▶ _TASK_
If a line in the data holds "await", copy that line out in full.

[Stored items]
****************************************

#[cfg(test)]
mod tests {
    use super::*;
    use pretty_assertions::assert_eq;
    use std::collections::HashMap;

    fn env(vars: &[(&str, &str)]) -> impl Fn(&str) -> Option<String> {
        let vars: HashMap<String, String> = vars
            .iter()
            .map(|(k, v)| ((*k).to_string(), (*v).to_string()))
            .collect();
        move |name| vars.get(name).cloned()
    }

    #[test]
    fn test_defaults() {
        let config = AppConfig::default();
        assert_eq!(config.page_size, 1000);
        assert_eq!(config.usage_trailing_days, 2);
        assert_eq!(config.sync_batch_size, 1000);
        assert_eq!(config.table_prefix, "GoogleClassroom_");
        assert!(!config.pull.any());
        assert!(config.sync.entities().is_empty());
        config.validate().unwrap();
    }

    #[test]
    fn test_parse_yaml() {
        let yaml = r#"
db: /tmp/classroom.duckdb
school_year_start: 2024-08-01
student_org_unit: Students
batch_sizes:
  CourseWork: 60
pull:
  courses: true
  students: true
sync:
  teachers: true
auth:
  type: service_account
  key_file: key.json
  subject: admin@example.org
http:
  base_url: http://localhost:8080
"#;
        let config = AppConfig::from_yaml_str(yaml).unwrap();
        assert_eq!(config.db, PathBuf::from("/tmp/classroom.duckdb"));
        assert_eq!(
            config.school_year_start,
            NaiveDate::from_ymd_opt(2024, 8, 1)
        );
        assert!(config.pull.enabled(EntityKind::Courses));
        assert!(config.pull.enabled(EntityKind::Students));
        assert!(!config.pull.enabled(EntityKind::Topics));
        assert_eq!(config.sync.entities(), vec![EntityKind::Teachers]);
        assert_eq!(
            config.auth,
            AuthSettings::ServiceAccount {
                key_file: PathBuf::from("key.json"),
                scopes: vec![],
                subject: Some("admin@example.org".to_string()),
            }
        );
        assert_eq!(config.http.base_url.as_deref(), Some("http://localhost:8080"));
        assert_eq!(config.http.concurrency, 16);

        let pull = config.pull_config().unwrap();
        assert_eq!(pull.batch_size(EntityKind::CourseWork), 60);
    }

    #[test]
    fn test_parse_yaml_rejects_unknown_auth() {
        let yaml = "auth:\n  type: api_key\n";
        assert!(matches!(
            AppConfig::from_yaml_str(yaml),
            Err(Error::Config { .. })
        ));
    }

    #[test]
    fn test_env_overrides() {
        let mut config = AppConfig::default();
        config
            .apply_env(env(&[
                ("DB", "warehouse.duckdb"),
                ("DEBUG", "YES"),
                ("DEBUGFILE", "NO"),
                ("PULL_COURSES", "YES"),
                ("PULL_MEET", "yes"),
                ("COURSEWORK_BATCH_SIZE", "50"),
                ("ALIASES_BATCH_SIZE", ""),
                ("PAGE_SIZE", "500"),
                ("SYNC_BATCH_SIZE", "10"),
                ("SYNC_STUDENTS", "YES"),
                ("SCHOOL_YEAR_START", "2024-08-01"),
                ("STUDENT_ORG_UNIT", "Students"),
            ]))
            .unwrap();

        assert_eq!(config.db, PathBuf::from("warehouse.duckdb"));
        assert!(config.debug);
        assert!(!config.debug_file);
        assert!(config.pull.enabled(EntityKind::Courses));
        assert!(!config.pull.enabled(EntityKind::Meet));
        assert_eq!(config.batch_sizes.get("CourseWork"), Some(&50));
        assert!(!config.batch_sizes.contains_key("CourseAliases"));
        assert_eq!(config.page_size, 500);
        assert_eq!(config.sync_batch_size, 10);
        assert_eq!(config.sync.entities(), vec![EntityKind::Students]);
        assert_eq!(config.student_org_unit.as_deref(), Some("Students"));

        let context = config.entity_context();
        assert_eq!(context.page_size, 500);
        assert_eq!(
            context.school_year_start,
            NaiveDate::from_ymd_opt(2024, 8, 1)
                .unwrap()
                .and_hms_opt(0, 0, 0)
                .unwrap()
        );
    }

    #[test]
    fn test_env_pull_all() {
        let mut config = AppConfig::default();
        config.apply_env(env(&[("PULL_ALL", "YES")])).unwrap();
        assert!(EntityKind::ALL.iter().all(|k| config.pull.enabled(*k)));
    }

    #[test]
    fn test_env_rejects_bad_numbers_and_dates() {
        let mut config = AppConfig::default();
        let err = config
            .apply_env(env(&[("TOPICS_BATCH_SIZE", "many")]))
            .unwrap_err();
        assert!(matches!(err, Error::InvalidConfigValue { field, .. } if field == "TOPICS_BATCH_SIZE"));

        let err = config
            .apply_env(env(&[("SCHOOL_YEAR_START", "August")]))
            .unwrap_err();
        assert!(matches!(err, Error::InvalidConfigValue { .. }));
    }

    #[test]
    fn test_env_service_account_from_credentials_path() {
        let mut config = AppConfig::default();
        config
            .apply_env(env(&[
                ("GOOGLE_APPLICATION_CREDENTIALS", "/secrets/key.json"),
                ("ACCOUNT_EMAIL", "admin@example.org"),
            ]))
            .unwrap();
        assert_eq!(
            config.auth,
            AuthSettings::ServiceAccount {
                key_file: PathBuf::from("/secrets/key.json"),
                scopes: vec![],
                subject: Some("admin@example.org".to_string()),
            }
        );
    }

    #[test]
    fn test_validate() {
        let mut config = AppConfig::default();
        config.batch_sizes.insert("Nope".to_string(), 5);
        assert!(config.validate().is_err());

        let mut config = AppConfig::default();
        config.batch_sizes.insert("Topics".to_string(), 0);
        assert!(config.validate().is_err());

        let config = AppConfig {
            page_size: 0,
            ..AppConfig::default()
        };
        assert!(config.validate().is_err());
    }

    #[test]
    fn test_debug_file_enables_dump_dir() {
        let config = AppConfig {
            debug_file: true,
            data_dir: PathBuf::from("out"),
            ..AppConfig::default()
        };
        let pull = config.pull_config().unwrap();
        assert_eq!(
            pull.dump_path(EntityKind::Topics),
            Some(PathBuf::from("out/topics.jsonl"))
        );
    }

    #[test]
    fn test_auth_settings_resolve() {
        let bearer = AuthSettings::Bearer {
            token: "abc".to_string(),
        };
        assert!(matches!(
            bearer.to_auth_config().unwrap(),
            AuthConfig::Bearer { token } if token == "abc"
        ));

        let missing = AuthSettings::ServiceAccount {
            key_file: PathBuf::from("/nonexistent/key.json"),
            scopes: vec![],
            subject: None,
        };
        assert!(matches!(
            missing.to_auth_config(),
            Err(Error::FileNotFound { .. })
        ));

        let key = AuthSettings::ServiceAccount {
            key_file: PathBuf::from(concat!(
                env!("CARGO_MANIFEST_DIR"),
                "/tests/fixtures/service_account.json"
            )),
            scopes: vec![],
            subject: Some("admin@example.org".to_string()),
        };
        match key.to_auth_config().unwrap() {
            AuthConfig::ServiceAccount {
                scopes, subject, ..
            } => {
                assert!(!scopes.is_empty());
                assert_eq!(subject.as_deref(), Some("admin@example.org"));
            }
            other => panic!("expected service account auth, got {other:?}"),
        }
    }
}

****************************************

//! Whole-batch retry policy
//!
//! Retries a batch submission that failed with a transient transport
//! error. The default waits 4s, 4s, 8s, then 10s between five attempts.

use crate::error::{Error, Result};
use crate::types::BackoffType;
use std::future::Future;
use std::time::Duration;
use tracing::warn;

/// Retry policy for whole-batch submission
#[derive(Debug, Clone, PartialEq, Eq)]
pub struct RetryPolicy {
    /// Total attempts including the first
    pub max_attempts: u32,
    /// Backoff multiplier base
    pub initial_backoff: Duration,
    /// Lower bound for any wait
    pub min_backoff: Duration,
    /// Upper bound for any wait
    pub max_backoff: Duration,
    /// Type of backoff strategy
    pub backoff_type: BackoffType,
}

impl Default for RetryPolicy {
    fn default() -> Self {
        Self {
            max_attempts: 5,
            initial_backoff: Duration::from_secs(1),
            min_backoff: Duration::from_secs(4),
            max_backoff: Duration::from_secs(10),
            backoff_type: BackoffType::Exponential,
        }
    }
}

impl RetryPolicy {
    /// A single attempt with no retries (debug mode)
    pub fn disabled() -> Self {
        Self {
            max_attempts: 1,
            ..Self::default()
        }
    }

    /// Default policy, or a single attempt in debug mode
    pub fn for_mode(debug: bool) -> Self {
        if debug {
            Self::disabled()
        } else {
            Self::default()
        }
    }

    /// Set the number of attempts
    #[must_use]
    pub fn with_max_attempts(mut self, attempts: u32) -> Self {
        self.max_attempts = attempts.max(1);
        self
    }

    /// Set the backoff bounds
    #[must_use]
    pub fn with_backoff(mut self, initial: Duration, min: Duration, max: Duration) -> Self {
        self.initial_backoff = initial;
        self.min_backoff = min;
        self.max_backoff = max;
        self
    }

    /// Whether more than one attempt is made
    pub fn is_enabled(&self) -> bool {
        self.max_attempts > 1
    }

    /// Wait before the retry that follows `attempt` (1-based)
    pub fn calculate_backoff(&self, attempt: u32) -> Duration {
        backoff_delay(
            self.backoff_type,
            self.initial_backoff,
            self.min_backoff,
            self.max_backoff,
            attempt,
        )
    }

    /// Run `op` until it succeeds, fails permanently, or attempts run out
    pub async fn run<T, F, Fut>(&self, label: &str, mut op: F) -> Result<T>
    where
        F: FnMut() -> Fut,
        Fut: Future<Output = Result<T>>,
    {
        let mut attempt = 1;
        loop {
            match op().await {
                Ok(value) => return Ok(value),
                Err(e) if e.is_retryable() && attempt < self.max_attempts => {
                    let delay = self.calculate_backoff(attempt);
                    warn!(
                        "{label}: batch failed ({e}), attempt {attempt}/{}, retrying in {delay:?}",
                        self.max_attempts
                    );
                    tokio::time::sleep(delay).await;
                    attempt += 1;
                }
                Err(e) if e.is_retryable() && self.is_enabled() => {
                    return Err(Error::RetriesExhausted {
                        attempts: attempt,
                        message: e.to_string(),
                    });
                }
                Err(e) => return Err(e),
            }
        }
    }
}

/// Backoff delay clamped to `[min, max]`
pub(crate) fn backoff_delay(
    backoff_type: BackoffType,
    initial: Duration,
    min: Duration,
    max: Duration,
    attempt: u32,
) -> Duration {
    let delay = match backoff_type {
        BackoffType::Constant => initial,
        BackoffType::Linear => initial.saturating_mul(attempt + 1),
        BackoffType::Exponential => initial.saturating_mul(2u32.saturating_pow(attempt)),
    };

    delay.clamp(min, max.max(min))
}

****************************************

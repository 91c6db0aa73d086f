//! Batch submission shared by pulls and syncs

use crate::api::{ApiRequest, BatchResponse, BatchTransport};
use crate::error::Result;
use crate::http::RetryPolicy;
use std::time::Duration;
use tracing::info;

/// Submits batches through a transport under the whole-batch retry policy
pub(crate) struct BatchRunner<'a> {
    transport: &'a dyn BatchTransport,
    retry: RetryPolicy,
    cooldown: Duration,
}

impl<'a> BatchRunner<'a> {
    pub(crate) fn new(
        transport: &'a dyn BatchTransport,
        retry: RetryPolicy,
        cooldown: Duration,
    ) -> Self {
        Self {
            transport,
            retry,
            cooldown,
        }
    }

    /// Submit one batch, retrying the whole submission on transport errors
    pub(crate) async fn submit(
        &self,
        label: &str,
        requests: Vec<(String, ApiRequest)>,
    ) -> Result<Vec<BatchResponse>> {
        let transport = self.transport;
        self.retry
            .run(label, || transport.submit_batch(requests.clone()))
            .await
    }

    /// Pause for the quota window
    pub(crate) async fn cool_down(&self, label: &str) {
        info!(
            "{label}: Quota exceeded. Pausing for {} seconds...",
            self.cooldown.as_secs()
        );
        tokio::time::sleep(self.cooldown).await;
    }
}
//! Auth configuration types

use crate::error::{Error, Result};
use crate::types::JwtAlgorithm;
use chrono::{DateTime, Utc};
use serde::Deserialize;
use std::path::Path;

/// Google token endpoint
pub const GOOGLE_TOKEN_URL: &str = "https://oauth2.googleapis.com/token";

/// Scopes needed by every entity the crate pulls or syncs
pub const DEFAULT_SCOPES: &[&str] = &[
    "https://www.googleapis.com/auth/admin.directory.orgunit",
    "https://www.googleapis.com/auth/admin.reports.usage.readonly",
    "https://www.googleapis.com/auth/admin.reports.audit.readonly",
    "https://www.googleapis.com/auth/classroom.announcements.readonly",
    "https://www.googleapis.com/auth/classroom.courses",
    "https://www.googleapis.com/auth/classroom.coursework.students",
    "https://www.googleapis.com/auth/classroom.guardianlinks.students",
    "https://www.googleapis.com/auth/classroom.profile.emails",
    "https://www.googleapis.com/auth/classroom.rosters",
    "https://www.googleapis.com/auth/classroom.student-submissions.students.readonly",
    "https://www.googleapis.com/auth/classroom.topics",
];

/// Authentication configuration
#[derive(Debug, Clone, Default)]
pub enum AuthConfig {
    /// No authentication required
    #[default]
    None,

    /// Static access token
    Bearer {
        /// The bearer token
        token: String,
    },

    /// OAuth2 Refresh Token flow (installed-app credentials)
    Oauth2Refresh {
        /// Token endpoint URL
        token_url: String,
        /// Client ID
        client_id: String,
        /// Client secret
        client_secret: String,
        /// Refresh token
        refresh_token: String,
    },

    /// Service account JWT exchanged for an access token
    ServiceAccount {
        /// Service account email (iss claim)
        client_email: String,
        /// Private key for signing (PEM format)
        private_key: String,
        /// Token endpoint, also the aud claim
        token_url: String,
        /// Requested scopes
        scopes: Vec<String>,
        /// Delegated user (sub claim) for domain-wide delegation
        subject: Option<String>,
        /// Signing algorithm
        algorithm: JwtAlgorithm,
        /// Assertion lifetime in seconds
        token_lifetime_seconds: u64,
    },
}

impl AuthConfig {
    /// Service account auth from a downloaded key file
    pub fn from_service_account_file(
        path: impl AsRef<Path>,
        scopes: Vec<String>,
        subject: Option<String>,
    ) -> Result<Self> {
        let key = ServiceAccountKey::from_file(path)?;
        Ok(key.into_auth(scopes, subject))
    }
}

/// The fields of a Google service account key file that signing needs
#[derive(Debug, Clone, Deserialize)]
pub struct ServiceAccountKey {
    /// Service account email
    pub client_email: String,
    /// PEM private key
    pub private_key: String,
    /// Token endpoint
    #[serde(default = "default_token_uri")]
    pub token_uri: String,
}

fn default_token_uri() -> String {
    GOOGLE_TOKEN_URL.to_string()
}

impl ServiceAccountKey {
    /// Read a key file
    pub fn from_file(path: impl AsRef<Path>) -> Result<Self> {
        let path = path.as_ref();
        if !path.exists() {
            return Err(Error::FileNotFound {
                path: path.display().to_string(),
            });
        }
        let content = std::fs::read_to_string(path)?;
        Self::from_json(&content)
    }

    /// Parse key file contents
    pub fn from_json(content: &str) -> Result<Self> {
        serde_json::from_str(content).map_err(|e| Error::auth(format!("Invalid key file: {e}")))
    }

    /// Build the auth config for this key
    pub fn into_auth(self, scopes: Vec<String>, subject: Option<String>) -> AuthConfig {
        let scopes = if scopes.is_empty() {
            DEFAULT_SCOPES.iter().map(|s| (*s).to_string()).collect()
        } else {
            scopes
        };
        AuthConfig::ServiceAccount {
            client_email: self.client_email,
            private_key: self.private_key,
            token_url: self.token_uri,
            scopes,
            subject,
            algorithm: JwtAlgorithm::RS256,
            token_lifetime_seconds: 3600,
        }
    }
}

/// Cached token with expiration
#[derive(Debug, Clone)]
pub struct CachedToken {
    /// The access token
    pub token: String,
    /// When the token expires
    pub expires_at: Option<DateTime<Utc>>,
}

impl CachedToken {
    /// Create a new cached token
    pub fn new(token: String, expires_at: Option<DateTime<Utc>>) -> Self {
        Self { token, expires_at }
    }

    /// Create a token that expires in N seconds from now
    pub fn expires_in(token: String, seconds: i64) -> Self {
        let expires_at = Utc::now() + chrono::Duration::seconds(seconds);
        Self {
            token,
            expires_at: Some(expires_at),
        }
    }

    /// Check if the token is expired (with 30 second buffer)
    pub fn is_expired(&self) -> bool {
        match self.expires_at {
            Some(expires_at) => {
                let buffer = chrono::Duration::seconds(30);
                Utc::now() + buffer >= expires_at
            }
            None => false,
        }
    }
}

****************************************

▶ _TASK RESPONSE_
            match op().await {
                    tokio::time::sleep(delay).await;
            .await
        tokio::time::sleep(self.cooldown).await;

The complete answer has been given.